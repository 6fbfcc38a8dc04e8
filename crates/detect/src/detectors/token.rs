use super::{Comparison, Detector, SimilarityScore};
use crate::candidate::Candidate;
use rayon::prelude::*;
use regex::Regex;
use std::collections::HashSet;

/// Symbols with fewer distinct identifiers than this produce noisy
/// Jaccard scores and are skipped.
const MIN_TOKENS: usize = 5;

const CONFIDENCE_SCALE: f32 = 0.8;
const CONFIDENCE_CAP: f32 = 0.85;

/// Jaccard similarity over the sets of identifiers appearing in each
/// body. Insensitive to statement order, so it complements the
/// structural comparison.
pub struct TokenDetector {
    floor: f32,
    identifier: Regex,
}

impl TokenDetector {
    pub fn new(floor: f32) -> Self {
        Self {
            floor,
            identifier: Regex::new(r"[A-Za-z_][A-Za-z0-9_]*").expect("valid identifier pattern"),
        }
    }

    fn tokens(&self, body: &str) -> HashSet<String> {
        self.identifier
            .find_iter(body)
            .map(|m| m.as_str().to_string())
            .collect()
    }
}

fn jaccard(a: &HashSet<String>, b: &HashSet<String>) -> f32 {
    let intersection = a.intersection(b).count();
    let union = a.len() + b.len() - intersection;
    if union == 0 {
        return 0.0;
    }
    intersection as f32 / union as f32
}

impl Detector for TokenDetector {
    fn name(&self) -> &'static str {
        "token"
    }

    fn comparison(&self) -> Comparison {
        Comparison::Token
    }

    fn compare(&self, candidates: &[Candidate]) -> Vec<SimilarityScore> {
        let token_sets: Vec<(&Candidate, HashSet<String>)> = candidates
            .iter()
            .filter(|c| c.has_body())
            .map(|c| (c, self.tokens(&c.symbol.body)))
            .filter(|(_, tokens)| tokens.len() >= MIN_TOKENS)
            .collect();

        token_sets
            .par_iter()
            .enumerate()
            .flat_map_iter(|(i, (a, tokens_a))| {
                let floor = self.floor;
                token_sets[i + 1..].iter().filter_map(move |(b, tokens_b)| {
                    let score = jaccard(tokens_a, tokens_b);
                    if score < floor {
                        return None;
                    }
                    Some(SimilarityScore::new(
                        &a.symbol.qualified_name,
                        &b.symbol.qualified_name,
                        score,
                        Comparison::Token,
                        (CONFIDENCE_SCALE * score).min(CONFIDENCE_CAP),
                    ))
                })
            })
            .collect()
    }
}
--
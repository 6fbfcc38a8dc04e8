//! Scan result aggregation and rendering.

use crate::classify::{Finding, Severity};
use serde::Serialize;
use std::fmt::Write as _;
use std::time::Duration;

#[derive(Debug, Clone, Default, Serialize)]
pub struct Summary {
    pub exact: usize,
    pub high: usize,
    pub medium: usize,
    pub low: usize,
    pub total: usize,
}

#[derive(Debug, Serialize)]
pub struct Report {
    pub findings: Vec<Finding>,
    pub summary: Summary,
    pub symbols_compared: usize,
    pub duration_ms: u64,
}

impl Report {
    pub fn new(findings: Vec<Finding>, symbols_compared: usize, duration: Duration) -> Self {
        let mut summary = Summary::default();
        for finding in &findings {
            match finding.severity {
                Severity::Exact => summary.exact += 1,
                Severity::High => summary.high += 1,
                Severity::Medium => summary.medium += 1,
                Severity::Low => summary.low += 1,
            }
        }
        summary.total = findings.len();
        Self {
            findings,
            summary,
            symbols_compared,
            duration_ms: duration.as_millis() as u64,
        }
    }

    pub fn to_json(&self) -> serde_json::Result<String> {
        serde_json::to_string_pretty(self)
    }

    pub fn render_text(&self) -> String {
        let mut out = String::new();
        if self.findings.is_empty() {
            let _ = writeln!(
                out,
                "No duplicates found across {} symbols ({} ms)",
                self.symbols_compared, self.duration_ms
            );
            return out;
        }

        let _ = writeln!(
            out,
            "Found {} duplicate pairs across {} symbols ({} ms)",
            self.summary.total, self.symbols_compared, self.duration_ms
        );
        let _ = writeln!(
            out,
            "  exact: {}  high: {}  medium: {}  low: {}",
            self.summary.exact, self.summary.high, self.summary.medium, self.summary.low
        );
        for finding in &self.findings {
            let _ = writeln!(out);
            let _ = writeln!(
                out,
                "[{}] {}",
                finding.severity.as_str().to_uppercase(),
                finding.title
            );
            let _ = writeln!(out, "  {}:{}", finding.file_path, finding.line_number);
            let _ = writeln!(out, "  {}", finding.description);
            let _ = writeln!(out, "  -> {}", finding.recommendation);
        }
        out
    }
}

(Task objective) For the string "writeln", search the preceding data and copy every line that includes it.

(Solution to the problem)
            let _ = writeln!(
        let _ = writeln!(
        let _ = writeln!(
            let _ = writeln!(out);
            let _ = writeln!(
            let _ = writeln!(out, "  {}:{}", finding.file_path, finding.line_number);
            let _ = writeln!(out, "  {}", finding.description);
            let _ = writeln!(out, "  -> {}", finding.recommendation);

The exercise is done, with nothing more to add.